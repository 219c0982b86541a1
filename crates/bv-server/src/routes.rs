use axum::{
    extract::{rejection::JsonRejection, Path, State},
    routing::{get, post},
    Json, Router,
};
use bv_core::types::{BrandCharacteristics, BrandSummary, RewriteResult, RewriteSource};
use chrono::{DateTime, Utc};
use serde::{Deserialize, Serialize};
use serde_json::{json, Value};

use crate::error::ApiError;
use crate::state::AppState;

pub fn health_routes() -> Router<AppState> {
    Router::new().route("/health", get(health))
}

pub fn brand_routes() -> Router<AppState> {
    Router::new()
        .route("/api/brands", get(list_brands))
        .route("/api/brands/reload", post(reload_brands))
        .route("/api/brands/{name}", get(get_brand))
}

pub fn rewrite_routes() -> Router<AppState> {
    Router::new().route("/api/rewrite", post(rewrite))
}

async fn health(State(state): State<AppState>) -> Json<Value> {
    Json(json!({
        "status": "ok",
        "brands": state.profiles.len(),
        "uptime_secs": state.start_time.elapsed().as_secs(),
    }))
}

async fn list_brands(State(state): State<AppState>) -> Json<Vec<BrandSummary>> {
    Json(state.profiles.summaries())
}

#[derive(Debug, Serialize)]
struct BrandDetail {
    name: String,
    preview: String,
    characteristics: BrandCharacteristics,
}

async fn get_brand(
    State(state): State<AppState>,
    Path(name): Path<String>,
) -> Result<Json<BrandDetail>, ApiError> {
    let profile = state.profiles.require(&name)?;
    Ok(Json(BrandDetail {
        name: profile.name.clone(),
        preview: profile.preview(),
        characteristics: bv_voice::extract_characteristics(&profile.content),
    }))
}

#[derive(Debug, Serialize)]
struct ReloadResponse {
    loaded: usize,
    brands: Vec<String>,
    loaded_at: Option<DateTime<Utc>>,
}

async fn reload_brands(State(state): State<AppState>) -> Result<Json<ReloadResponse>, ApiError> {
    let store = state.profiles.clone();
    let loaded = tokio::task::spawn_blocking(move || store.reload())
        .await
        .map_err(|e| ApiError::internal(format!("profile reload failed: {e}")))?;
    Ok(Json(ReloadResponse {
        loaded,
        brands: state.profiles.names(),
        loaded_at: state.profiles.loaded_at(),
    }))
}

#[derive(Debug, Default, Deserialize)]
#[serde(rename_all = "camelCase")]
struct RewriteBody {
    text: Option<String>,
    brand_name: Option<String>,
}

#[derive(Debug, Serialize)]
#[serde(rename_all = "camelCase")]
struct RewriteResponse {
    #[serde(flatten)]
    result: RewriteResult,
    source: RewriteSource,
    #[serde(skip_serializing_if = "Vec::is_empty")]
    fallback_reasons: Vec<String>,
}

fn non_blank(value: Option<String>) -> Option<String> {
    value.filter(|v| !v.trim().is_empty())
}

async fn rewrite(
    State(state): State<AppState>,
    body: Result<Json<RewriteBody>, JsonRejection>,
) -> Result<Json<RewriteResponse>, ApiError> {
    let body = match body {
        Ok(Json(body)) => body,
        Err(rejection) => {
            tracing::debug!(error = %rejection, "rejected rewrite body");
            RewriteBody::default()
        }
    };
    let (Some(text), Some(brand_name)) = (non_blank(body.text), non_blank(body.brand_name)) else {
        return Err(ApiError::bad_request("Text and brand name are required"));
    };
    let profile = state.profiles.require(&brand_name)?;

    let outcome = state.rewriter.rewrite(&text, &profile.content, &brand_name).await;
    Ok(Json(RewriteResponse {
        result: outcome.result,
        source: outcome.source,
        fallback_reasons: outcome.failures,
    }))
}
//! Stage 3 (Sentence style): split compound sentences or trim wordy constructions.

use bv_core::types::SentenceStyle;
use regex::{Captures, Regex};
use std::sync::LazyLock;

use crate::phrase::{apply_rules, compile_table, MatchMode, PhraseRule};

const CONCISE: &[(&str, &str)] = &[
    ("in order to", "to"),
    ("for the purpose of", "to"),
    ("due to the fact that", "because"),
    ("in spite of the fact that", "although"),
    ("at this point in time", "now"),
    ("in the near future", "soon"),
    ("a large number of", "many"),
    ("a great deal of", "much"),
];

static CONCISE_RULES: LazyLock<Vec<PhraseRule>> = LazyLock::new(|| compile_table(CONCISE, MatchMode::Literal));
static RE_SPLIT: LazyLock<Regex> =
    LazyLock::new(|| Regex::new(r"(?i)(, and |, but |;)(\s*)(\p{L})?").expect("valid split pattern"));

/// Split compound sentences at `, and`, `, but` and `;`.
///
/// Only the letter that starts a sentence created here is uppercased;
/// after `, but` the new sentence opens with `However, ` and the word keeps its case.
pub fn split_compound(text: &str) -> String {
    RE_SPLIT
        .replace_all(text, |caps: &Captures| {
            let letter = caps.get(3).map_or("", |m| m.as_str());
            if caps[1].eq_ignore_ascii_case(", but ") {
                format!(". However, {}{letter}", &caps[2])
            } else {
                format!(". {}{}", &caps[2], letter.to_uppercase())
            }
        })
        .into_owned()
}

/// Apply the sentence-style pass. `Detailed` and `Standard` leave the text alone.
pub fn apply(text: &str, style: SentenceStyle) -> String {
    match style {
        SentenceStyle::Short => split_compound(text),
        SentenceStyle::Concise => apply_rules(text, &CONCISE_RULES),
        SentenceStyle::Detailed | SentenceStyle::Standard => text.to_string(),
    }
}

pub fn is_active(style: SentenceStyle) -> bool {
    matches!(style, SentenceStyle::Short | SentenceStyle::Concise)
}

---

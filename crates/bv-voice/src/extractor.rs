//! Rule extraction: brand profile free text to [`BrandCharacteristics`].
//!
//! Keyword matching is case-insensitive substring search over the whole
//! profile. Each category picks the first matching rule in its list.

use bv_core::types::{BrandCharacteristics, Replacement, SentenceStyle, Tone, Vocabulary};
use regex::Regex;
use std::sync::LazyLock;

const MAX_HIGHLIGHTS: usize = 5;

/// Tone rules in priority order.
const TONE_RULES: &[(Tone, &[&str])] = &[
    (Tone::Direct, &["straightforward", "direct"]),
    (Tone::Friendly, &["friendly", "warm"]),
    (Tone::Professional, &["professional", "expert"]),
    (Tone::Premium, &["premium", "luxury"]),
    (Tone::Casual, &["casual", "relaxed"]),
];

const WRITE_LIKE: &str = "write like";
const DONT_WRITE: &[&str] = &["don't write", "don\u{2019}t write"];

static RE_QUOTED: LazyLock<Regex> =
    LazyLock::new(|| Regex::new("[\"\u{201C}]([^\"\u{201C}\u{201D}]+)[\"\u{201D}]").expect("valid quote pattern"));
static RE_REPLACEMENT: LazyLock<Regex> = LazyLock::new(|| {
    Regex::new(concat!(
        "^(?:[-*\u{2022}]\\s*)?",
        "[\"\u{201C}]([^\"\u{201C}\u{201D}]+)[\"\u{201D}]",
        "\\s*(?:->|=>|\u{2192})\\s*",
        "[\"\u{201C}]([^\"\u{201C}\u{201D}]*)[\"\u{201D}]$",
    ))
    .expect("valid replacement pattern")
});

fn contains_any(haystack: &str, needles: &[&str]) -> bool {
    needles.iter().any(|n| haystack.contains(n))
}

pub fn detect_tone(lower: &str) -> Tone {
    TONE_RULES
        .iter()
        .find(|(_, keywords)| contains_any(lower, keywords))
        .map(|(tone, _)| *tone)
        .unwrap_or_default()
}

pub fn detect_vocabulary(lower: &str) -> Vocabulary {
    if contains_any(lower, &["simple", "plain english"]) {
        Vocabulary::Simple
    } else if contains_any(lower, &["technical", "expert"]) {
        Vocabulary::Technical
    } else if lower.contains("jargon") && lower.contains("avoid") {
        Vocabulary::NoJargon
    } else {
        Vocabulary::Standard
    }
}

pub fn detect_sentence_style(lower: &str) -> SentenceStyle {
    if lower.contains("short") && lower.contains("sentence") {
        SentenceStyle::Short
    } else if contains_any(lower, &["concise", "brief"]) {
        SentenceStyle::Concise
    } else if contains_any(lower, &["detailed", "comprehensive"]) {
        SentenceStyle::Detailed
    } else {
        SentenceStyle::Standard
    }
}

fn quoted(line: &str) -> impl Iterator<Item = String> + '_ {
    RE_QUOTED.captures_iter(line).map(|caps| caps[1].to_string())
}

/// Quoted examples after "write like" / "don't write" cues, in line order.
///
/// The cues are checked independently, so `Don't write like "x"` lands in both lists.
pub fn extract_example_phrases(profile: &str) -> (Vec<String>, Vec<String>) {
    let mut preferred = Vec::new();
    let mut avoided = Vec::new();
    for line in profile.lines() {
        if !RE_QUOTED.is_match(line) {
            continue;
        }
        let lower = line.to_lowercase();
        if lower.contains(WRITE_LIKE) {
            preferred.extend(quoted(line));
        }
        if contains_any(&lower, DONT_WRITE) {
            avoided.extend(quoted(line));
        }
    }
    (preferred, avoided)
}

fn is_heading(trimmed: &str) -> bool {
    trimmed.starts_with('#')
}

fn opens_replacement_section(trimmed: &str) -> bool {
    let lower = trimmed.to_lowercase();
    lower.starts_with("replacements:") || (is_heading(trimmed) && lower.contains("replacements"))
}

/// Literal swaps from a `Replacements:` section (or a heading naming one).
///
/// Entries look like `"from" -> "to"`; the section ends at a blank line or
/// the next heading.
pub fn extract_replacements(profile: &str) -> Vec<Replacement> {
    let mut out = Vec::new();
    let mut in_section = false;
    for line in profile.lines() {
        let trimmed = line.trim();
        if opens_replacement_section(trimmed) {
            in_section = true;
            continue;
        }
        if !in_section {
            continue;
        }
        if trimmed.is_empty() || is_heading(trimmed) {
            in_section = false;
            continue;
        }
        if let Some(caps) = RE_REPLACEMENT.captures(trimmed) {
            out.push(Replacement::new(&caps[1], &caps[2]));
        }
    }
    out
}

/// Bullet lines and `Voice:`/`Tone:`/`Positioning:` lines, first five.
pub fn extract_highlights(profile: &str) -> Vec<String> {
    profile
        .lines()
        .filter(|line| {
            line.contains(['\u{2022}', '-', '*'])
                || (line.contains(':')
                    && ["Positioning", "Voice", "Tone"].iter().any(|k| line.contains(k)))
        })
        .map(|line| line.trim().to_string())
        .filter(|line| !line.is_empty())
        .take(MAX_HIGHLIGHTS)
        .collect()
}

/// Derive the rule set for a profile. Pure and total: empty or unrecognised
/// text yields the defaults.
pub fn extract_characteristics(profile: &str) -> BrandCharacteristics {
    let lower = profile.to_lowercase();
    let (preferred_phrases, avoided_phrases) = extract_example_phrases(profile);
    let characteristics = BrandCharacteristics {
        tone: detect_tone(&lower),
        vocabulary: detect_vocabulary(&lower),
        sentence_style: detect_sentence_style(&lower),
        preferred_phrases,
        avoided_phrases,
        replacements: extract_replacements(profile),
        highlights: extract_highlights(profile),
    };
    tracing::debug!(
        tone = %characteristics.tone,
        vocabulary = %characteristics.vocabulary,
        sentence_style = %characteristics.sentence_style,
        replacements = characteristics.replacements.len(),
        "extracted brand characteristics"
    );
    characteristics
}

> **YOUR GOAL**
Please report how many lines of the material above contain the string "pattern", with no other words.

> **RESPONSE TO THE TASK**
3